What a long, strange trip it’s been.

The Elvis head began life as a normal float in the 1990 Tournament of Roses parade, representing Mississippi. But it quickly made a cross-country pilgrimage to its spiritual place of origin, courtesy of KLOS-FM disc jockeys Mark and Brian. The morning disc duo escorted the Elvis head on a flatbed truck to Graceland for the publicity, much to the irritation of the real Elvis’ estate keepers, who did not look kindly on merriment made at the King’s expense.

The head moved on to a shopping mall and restaurant in Jackson, Miss. Then it got dumped at a nearby dump called Cash for Cans, which held its acquisition in greater esteem. Cans paid $13.10 for the pleasure of lending shelter to the Elvis head. For eight months, dump workers happily ate lunch with the King.

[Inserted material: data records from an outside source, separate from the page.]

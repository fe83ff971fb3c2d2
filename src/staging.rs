use log::{info, warn};
use std::path::PathBuf;
use tempfile::TempDir;

use crate::models::Attachment;

/// Writes attachments to a private temp directory so a previewer can open
/// them by path. The directory is removed when the stager is dropped.
///
/// Staging is best effort: every I/O failure is logged and reported as
/// `None`, the attachment and its record stay usable.
pub struct PreviewStager {
    dir: Option<TempDir>,
}

impl PreviewStager {
    pub fn new() -> Self {
        let dir = match tempfile::Builder::new().prefix("feedback-preview-").tempdir() {
            Ok(d) => Some(d),
            Err(e) => {
                warn!("preview staging unavailable: cannot create temp dir: {e}");
                None
            }
        };
        Self { dir }
    }

    pub fn is_available(&self) -> bool {
        self.dir.is_some()
    }

    /// Returns the path of the staged copy, or `None` if staging failed.
    pub fn stage(&self, attachment: &Attachment) -> Option<PathBuf> {
        let dir = self.dir.as_ref()?;
        let path = dir.path().join(format!("{}_{}", attachment.id.simple(), attachment.file_name()));
        match std::fs::write(&path, &attachment.data) {
            Ok(()) => {
                info!("staged attachment id={} bytes={} path={}", attachment.id, attachment.size(), path.display());
                Some(path)
            }
            Err(e) => {
                warn!("failed to stage attachment id={} name={}: {e}", attachment.id, attachment.name);
                None
            }
        }
    }
}

impl Default for PreviewStager {
    fn default() -> Self {
        Self::new()
    }
}
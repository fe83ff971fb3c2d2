use std::sync::Arc;
use actix_web::{web, HttpRequest, HttpResponse};
use serde::Serialize;
use utoipa::ToSchema;

use crate::error::ApiError;
use crate::gateway::SubmissionGateway;
use crate::models::{Category, Feedback};
use crate::rate_limit::SubmitRateLimiter;

// records travel with base64 attachments inline
const MAX_FEEDBACK_BYTES: usize = 32 * 1024 * 1024;

pub fn config(cfg: &mut web::ServiceConfig) {
    cfg.app_data(web::JsonConfig::default().limit(MAX_FEEDBACK_BYTES));
    cfg.service(
        web::scope("/api/v1")
            .service(web::resource("/feedback").route(web::post().to(submit_feedback)))
            .service(web::resource("/categories").route(web::get().to(list_categories))),
    );
    cfg.route("/health", web::get().to(health));
}

#[derive(Clone)]
pub struct AppState {
    pub gateway: Arc<dyn SubmissionGateway>,
    pub rate_limiter: Option<SubmitRateLimiter>,
}

#[derive(Serialize, ToSchema)]
pub struct SubmitResponse {
    pub id: uuid::Uuid,
    pub status: String,
}

#[derive(Serialize, ToSchema)]
pub struct CategoryEntry {
    pub id: Category,
    pub name: String,
}

#[utoipa::path(
    post,
    path = "/api/v1/feedback",
    request_body = Feedback,
    responses(
        (status = 201, description = "Feedback delivered to the configured backend", body = SubmitResponse),
        (status = 400, description = "Malformed feedback record"),
        (status = 429, description = "Rate limited"),
        (status = 502, description = "Backend failed")
    )
)]
pub async fn submit_feedback(
    req: HttpRequest,
    data: web::Data<AppState>,
    payload: web::Json<Feedback>,
) -> Result<HttpResponse, ApiError> {
    if let Some(rl) = &data.rate_limiter {
        let client = client_key(&req, rl.trusts_forwarded());
        if !rl.allow_submit(&client) {
            tracing::warn!(%client, "feedback submission rate limited");
            return Err(ApiError::TooManyRequests);
        }
    }
    let record = payload.into_inner();
    tracing::info!(
        id = %record.id,
        category = record.category().display_name(),
        attachments = record.attachments().len(),
        "relaying feedback"
    );
    data.gateway.submit(&record).await?;
    Ok(HttpResponse::Created().json(SubmitResponse { id: record.id, status: "submitted".into() }))
}

// forwarded headers are client controlled unless a proxy rewrites them
fn client_key(req: &HttpRequest, trust_forwarded: bool) -> String {
    if trust_forwarded {
        if let Some(ip) = req.connection_info().realip_remote_addr() {
            return ip.to_string();
        }
    }
    req.peer_addr()
        .map(|a| a.ip().to_string())
        .unwrap_or_else(|| "unknown".to_string())
}

#[utoipa::path(
    get,
    path = "/api/v1/categories",
    responses((status = 200, description = "Feedback categories", body = [CategoryEntry]))
)]
pub async fn list_categories() -> HttpResponse {
    let entries: Vec<CategoryEntry> = Category::ALL
        .iter()
        .map(|c| CategoryEntry { id: *c, name: c.display_name().to_string() })
        .collect();
    HttpResponse::Ok().json(entries)
}

pub async fn health() -> HttpResponse {
    HttpResponse::Ok().json(serde_json::json!({ "status": "ok" }))
}
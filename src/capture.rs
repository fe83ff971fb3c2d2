use chrono::Utc;
use thiserror::Error;

use crate::models::{Attachment, Feedback, Id};

#[derive(Debug, Error)]
pub enum CaptureError {
    #[error("screenshot capture failed: {0}")]
    Screenshot(anyhow::Error),
    #[error("view hierarchy dump failed: {0}")]
    Hierarchy(anyhow::Error),
    #[error("nothing captured")]
    Empty,
}

/// Platform hook that renders the current screen as PNG bytes.
pub trait ScreenCapture: Send + Sync {
    fn capture_png(&self) -> anyhow::Result<Vec<u8>>;
}

/// Platform hook that dumps the current view tree as text.
pub trait HierarchyDump: Send + Sync {
    fn dump(&self) -> anyhow::Result<String>;
}

pub fn screenshot_attachment(source: &dyn ScreenCapture) -> Result<Attachment, CaptureError> {
    let png = source.capture_png().map_err(CaptureError::Screenshot)?;
    if png.is_empty() {
        return Err(CaptureError::Empty);
    }
    let name = format!("screenshot_{}.png", Utc::now().format("%Y%m%d_%H%M%S"));
    Ok(Attachment::new(name, png, "image/png"))
}

pub fn hierarchy_attachment(source: &dyn HierarchyDump) -> Result<Attachment, CaptureError> {
    let text = source.dump().map_err(CaptureError::Hierarchy)?;
    if text.trim().is_empty() {
        return Err(CaptureError::Empty);
    }
    let name = format!("view_hierarchy_{}.txt", Utc::now().format("%Y%m%d_%H%M%S"));
    Ok(Attachment::new(name, text.into_bytes(), "text/plain; charset=utf-8"))
}

/// Captures a screenshot and appends it to `record`.
pub fn attach_screenshot(record: &mut Feedback, source: &dyn ScreenCapture) -> Result<Id, CaptureError> {
    let attachment = screenshot_attachment(source)?;
    let id = attachment.id;
    record.attach(attachment);
    Ok(id)
}

/// Dumps the view hierarchy and appends it to `record`.
pub fn attach_view_hierarchy(record: &mut Feedback, source: &dyn HierarchyDump) -> Result<Id, CaptureError> {
    let attachment = hierarchy_attachment(source)?;
    let id = attachment.id;
    record.attach(attachment);
    Ok(id)
}

#[cfg(test)]
mod tests {
    use super::*;
    use crate::models::SystemInfo;

    struct FixedScreen(Vec<u8>);
    impl ScreenCapture for FixedScreen {
        fn capture_png(&self) -> anyhow::Result<Vec<u8>> { Ok(self.0.clone()) }
    }

    struct BrokenScreen;
    impl ScreenCapture for BrokenScreen {
        fn capture_png(&self) -> anyhow::Result<Vec<u8>> { Err(anyhow::anyhow!("no window")) }
    }

    struct Tree(&'static str);
    impl HierarchyDump for Tree {
        fn dump(&self) -> anyhow::Result<String> { Ok(self.0.to_string()) }
    }

    #[test]
    fn screenshot_and_hierarchy_land_in_order() {
        let mut fb = Feedback::new(SystemInfo::unknown());
        let shot = attach_screenshot(&mut fb, &FixedScreen(vec![0x89, b'P', b'N', b'G'])).unwrap();
        let tree = attach_view_hierarchy(&mut fb, &Tree("Window\n  Button")).unwrap();

        let atts = fb.attachments();
        assert_eq!(atts.len(), 2);
        assert_eq!(atts[0].id, shot);
        assert!(atts[0].is_image());
        assert!(atts[0].name.ends_with(".png"));
        assert_eq!(atts[1].id, tree);
        assert!(atts[1].is_text());
        assert_eq!(atts[1].data, b"Window\n  Button");
    }

    #[test]
    fn failed_capture_leaves_record_alone() {
        let mut fb = Feedback::new(SystemInfo::unknown());
        let before = fb.clone();
        assert!(matches!(attach_screenshot(&mut fb, &BrokenScreen), Err(CaptureError::Screenshot(_))));
        assert!(matches!(attach_view_hierarchy(&mut fb, &Tree("   ")), Err(CaptureError::Empty)));
        assert_eq!(fb, before);
    }
}
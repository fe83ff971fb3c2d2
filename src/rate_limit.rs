use std::collections::VecDeque;
use std::sync::Arc;
use std::time::{Duration, Instant};
use dashmap::DashMap;

/// Sliding window limiter keyed by client (process local).
#[derive(Clone)]
pub struct SubmitRateLimiter {
    hits: Arc<DashMap<String, VecDeque<Instant>>>,
    cfg: RateLimitConfig,
}

#[derive(Clone, Debug)]
pub struct RateLimitConfig {
    pub enabled: bool,
    pub submit_limit: usize,
    pub submit_window: Duration,
    /// Key clients on X-Forwarded-For / Forwarded. Only safe behind a proxy that overwrites them.
    pub trust_forwarded: bool,
}

impl RateLimitConfig {
    pub fn from_env() -> Self {
        fn usize_env(name: &str, default: usize) -> usize { std::env::var(name).ok().and_then(|v| v.parse().ok()).unwrap_or(default) }
        fn bool_env(name: &str, default: bool) -> bool { std::env::var(name).map(|v| v != "0" && !v.eq_ignore_ascii_case("false")).unwrap_or(default) }
        Self {
            enabled: bool_env("RL_ENABLED", true),
            submit_limit: usize_env("RL_SUBMIT_LIMIT", 5),
            submit_window: Duration::from_secs(usize_env("RL_SUBMIT_WINDOW", 600) as u64),
            trust_forwarded: bool_env("RL_TRUST_FORWARDED", false),
        }
    }
}

// expired clients are swept once the map holds this many keys
const SWEEP_THRESHOLD: usize = 1024;

impl SubmitRateLimiter {
    pub fn new(cfg: RateLimitConfig) -> Self {
        Self { hits: Arc::new(DashMap::new()), cfg }
    }

    pub fn trusts_forwarded(&self) -> bool {
        self.cfg.trust_forwarded
    }

    pub fn tracked_clients(&self) -> usize {
        self.hits.len()
    }

    /// Drops every client whose attempts have all left the window.
    pub fn sweep(&self) {
        let now = Instant::now();
        let window = self.cfg.submit_window;
        self.hits.retain(|_, q| q.back().is_some_and(|t| now.duration_since(*t) < window));
    }

    /// Records an attempt for `client`; false once the window is full.
    pub fn allow_submit(&self, client: &str) -> bool {
        if !self.cfg.enabled { return true; }
        if self.hits.len() >= SWEEP_THRESHOLD {
            self.sweep();
        }
        let now = Instant::now();
        let mut entry = self.hits.entry(client.to_string()).or_default();
        while entry.front().is_some_and(|t| now.duration_since(*t) >= self.cfg.submit_window) {
            entry.pop_front();
        }
        if entry.len() >= self.cfg.submit_limit {
            return false;
        }
        entry.push_back(now);
        true
    }
}
use async_trait::async_trait;
use reqwest::header;
use tracing::{info, warn};

use crate::gateway::{SubmissionGateway, SubmitError};
use crate::models::Feedback;

/// Posts the record as JSON to a caller-chosen endpoint, such as a
/// `feedback-relay` instance. Any 2xx counts as delivered.
pub struct HttpGateway {
    endpoint: String,
    token: Option<String>,
    client: reqwest::Client,
}

impl HttpGateway {
    pub fn new(endpoint: impl Into<String>) -> Self {
        Self { endpoint: endpoint.into(), token: None, client: reqwest::Client::new() }
    }

    pub fn with_token(mut self, token: impl Into<String>) -> Self {
        let token = token.into();
        self.token = if token.trim().is_empty() { None } else { Some(token) };
        self
    }
}

#[async_trait]
impl SubmissionGateway for HttpGateway {
    async fn submit(&self, record: &Feedback) -> Result<(), SubmitError> {
        let mut req = self.client.post(&self.endpoint).json(record);
        if let Some(token) = &self.token {
            req = req.header(header::AUTHORIZATION, format!("Bearer {token}"));
        }
        let resp = req.send().await?;
        let status = resp.status();
        if !status.is_success() {
            warn!(endpoint = %self.endpoint, %status, "feedback endpoint rejected submission");
            return Err(SubmitError::Rejected(status.as_u16()));
        }
        info!(endpoint = %self.endpoint, id = %record.id, "feedback delivered");
        Ok(())
    }
}
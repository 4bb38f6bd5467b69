//! Domain logic for the OCR gateway.
//!
//! Everything needed to turn one caller-supplied input into one
//! [`runner::Outcome`] lives here: input validation, startup resolution of
//! the external recognition script, deadline handling, subprocess management
//! and result extraction. Nothing in this crate knows about HTTP.

pub mod error;
pub mod input;
pub mod runner;
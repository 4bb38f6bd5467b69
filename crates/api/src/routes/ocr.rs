//! Route definitions for the recognition endpoint.

use axum::routing::get;
use axum::Router;

use crate::handlers::ocr;
use crate::state::AppState;

/// ```text
/// GET  /ocr?url=<input>      -> recognize
/// POST /ocr {"url": "..."}   -> recognize
/// ```
pub fn router() -> Router<AppState> {
    Router::new().route("/ocr", get(ocr::recognize).post(ocr::recognize))
}
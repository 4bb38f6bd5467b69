#![allow(dead_code)]

use std::io::Write;
use std::time::Duration;

use axum::body::Body;
use axum::http::{Method, Request};
use axum::response::Response;
use axum::Router;
use http_body_util::BodyExt;
use ocr_gateway_core::runner::{ProcessRunner, RunnerConfig};
use tokio_util::sync::CancellationToken;
use tower::ServiceExt;

use ocr_gateway_api::config::ServerConfig;
use ocr_gateway_api::router::build_app_router;
use ocr_gateway_api::state::AppState;

/// Build a test `ServerConfig` that runs scripts with `sh`.
pub fn test_config() -> ServerConfig {
    ServerConfig {
        host: "127.0.0.1".to_string(),
        port: 0,
        request_timeout_secs: 35,
        command_timeout_secs: 30,
        python_bin: "sh".to_string(),
    }
}

/// Write `body` to a temporary script standing in for the recognizer.
pub fn write_script(body: &str) -> tempfile::NamedTempFile {
    let mut f = tempfile::Builder::new()
        .suffix(".sh")
        .tempfile()
        .expect("create temp file");
    write!(f, "{body}").expect("write script");
    f.flush().expect("flush script");
    f
}

/// Build the full application router around `script`.
///
/// Goes through [`build_app_router`] so tests exercise the production
/// middleware stack.
pub fn build_test_app(script: &tempfile::NamedTempFile) -> Router {
    build_test_app_with_cap(script, Duration::from_secs(30))
}

/// Like [`build_test_app`] with a custom per-run cap.
pub fn build_test_app_with_cap(script: &tempfile::NamedTempFile, cap: Duration) -> Router {
    let config = test_config();
    let runner = ProcessRunner::new(RunnerConfig::new("sh", script.path())).with_timeout_cap(cap);
    let state = AppState {
        config: std::sync::Arc::new(config.clone()),
        runner,
        shutdown: CancellationToken::new(),
    };
    build_app_router(state, &config)
}

/// Send a GET request.
pub async fn get(app: Router, uri: &str) -> Response {
    let request = Request::builder()
        .method(Method::GET)
        .uri(uri)
        .body(Body::empty())
        .unwrap();
    app.oneshot(request).await.unwrap()
}

/// Send a POST request with a JSON body.
pub async fn post_json(app: Router, uri: &str, body: &str) -> Response {
    let request = Request::builder()
        .method(Method::POST)
        .uri(uri)
        .header("content-type", "application/json")
        .body(Body::from(body.to_string()))
        .unwrap();
    app.oneshot(request).await.unwrap()
}

/// Collect a response body and parse it as JSON.
pub async fn body_json(response: Response) -> serde_json::Value {
    let bytes = response.into_body().collect().await.unwrap().to_bytes();
    serde_json::from_slice(&bytes).unwrap()
}
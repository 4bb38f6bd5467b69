pub mod health;
pub mod ocr;
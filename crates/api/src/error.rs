use axum::http::StatusCode;
use axum::response::{IntoResponse, Response};
use ocr_gateway_core::error::CoreError;
use ocr_gateway_core::runner::InvocationFailure;
use serde_json::json;

/// Message returned for an unparseable POST body.
pub const INVALID_JSON_MESSAGE: &str = "invalid JSON payload";

/// Application-level error type for HTTP handlers.
///
/// Implements [`IntoResponse`] so every failure renders as a JSON body with
/// at least `error` and `code` fields.
#[derive(Debug, thiserror::Error)]
pub enum AppError {
    /// A domain-level error from `ocr_gateway_core`.
    #[error(transparent)]
    Core(#[from] CoreError),

    /// The recognition script ran and failed.
    #[error(transparent)]
    Invocation(#[from] InvocationFailure),

    /// The POST body was not valid JSON for the expected shape.
    #[error("invalid JSON payload: {0}")]
    InvalidJson(String),
}

/// Convenience type alias for handler return values.
pub type AppResult<T> = Result<T, AppError>;

impl IntoResponse for AppError {
    fn into_response(self) -> Response {
        let (status, body) = match self {
            AppError::Core(CoreError::InvalidInput(msg)) => (
                StatusCode::BAD_REQUEST,
                json!({ "error": msg, "code": "INVALID_INPUT" }),
            ),
            AppError::InvalidJson(details) => (
                StatusCode::BAD_REQUEST,
                json!({
                    "error": INVALID_JSON_MESSAGE,
                    "details": details,
                    "code": "INVALID_JSON",
                }),
            ),
            // Script failures go back verbatim, with whatever stdout was captured.
            AppError::Invocation(failure) => (
                StatusCode::INTERNAL_SERVER_ERROR,
                json!({
                    "error": failure.detail,
                    "raw_output": failure.raw_output,
                    "code": failure.kind.code(),
                }),
            ),
        };

        (status, axum::Json(body)).into_response()
    }
}
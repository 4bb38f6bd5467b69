//! Startup resolution of the recognition interpreter and script.
//!
//! Both are resolved once, before the server accepts traffic, and never
//! change afterwards. A missing script or interpreter is a fatal
//! [`ConfigError`].

use std::env;
use std::ffi::OsStr;
use std::path::{Path, PathBuf};

/// File name of the recognition script.
pub const SCRIPT_FILE_NAME: &str = "ocr.py";

/// Interpreter used when no override is configured.
pub const DEFAULT_INTERPRETER: &str = "python3";

/// Errors that prevent the runner from being configured.
#[derive(Debug, thiserror::Error)]
pub enum ConfigError {
    #[error("ocr.py not found at {}", .path.display())]
    ScriptNotFound { path: PathBuf },

    #[error("interpreter '{name}' not found in PATH (override with PYTHON_BIN)")]
    InterpreterNotFound { name: String },

    #[error("failed to locate the running executable: {0}")]
    ExecutableDir(#[source] std::io::Error),
}

/// Immutable description of the command every invocation runs.
#[derive(Debug, Clone, PartialEq, Eq)]
pub struct RunnerConfig {
    interpreter: PathBuf,
    script_path: PathBuf,
}

impl RunnerConfig {
    /// Build a config without touching the filesystem.
    pub fn new(interpreter: impl Into<PathBuf>, script_path: impl Into<PathBuf>) -> Self {
        Self {
            interpreter: interpreter.into(),
            script_path: script_path.into(),
        }
    }

    /// Resolve the script inside `script_dir` and the interpreter on `PATH`.
    ///
    /// An empty `interpreter` falls back to [`DEFAULT_INTERPRETER`].
    pub fn resolve(interpreter: &str, script_dir: &Path) -> Result<Self, ConfigError> {
        let script_path = script_dir.join(SCRIPT_FILE_NAME);
        if !script_path.is_file() {
            return Err(ConfigError::ScriptNotFound { path: script_path });
        }

        let name = match interpreter.trim() {
            "" => DEFAULT_INTERPRETER,
            other => other,
        };
        let interpreter = find_executable(name).ok_or_else(|| ConfigError::InterpreterNotFound {
            name: name.to_string(),
        })?;

        Ok(Self {
            interpreter,
            script_path,
        })
    }

    /// Resolve against the directory of the running executable, falling
    /// back to the current working directory when the script is not there.
    pub fn resolve_near_executable(interpreter: &str) -> Result<Self, ConfigError> {
        let exe = env::current_exe().map_err(ConfigError::ExecutableDir)?;
        let exe_dir = exe.parent().unwrap_or_else(|| Path::new("."));
        if exe_dir.join(SCRIPT_FILE_NAME).is_file() {
            return Self::resolve(interpreter, exe_dir);
        }
        let cwd = env::current_dir().map_err(ConfigError::ExecutableDir)?;
        Self::resolve(interpreter, &cwd)
    }

    pub fn interpreter(&self) -> &Path {
        &self.interpreter
    }

    pub fn script_path(&self) -> &Path {
        &self.script_path
    }
}

/// Locate `name` the way a shell would.
///
/// Names containing a path separator are checked directly; bare names are
/// searched for in every `PATH` entry.
fn find_executable(name: &str) -> Option<PathBuf> {
    let candidate = Path::new(name);
    if candidate.components().count() > 1 {
        return is_executable(candidate).then(|| candidate.to_path_buf());
    }

    let path = env::var_os("PATH")?;
    env::split_paths(&path)
        .map(|dir| dir.join(OsStr::new(name)))
        .find(|full| is_executable(full))
}

#[cfg(unix)]
fn is_executable(path: &Path) -> bool {
    use std::os::unix::fs::PermissionsExt;
    path.metadata()
        .map(|m| m.is_file() && m.permissions().mode() & 0o111 != 0)
        .unwrap_or(false)
}

#[cfg(not(unix))]
fn is_executable(path: &Path) -> bool {
    path.is_file()
}

// ---------------------------------------------------------------------------
// Tests
// ---------------------------------------------------------------------------

#[cfg(test)]
mod tests {
    use super::*;

    #[test]
    fn resolve_fails_without_script() {
        let dir = tempfile::tempdir().expect("create temp dir");
        let err = RunnerConfig::resolve("sh", dir.path()).unwrap_err();
        assert!(matches!(err, ConfigError::ScriptNotFound { .. }));
        assert!(err.to_string().starts_with("ocr.py not found at"));
    }

    #[test]
    fn resolve_fails_for_unknown_interpreter() {
        let dir = tempfile::tempdir().expect("create temp dir");
        std::fs::write(dir.path().join(SCRIPT_FILE_NAME), "print('x')\n").expect("write script");

        let err = RunnerConfig::resolve("definitely-not-an-interpreter-7f3a", dir.path())
            .unwrap_err();
        assert!(matches!(
            err,
            ConfigError::InterpreterNotFound { ref name } if name == "definitely-not-an-interpreter-7f3a"
        ));
    }

    #[test]
    fn resolve_finds_interpreter_on_path() {
        let dir = tempfile::tempdir().expect("create temp dir");
        std::fs::write(dir.path().join(SCRIPT_FILE_NAME), "print('x')\n").expect("write script");

        let config = RunnerConfig::resolve(" sh ", dir.path()).expect("resolve");
        assert!(config.interpreter().is_absolute());
        assert!(config.interpreter().ends_with("sh"));
        assert_eq!(config.script_path(), dir.path().join(SCRIPT_FILE_NAME));
    }

    #[test]
    fn resolve_accepts_explicit_interpreter_path() {
        let dir = tempfile::tempdir().expect("create temp dir");
        std::fs::write(dir.path().join(SCRIPT_FILE_NAME), "").expect("write script");

        let config = RunnerConfig::resolve("/bin/sh", dir.path()).expect("resolve");
        assert_eq!(config.interpreter(), Path::new("/bin/sh"));
    }

    #[test]
    fn script_directory_is_not_a_script() {
        let dir = tempfile::tempdir().expect("create temp dir");
        std::fs::create_dir(dir.path().join(SCRIPT_FILE_NAME)).expect("mkdir");
        assert!(matches!(
            RunnerConfig::resolve("sh", dir.path()),
            Err(ConfigError::ScriptNotFound { .. })
        ));
    }
}
//! Shared application router builder.
//!
//! Provides [`build_app_router`] so the production binary and the
//! integration tests use the same middleware stack.

use axum::http::{HeaderName, StatusCode};
use axum::Router;
use tower_http::catch_panic::CatchPanicLayer;
use tower_http::request_id::{MakeRequestUuid, PropagateRequestIdLayer, SetRequestIdLayer};
use tower_http::timeout::TimeoutLayer;
use tower_http::trace::{DefaultMakeSpan, DefaultOnResponse, TraceLayer};
use tracing::Level;

use crate::config::ServerConfig;
use crate::routes;
use crate::state::AppState;

/// Build the full application [`Router`] with all middleware layers.
///
/// The middleware stack is applied bottom-up:
///
/// 1. Set request ID on incoming requests
/// 2. Structured request/response tracing
/// 3. Propagate request ID to response
/// 4. Request timeout (backstop above the command cap)
/// 5. Panic recovery (catch panics, return 500)
pub fn build_app_router(state: AppState, config: &ServerConfig) -> Router {
    let request_id_header = HeaderName::from_static("x-request-id");

    Router::new()
        .merge(routes::health::router())
        .merge(routes::ocr::router())
        .layer(CatchPanicLayer::new())
        .layer(TimeoutLayer::with_status_code(
            StatusCode::REQUEST_TIMEOUT,
            config.request_timeout(),
        ))
        .layer(PropagateRequestIdLayer::new(request_id_header.clone()))
        .layer(
            TraceLayer::new_for_http()
                .make_span_with(DefaultMakeSpan::new().level(Level::INFO))
                .on_response(DefaultOnResponse::new().level(Level::INFO)),
        )
        .layer(SetRequestIdLayer::new(request_id_header, MakeRequestUuid))
        .with_state(state)
}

But it was not to be. Holyland’s artists, who double as float builders, learned on the float-building grapevine that Elvis was in Jackson. They offered the dump owner $75, which inspired all hell to break loose. Graceland wanted the head. KLOS wanted the head. Magic Matt Alan of KIIS-FM upped the ante to $500 and 100 pounds of extra crispy Kentucky Fried Chicken.

Ultimately, the dump owner stuck to the deal he’d made with Holyland. The head was quietly trucked back to Los Angeles, where Holyland hosted a blowout 56th birthday party for the King.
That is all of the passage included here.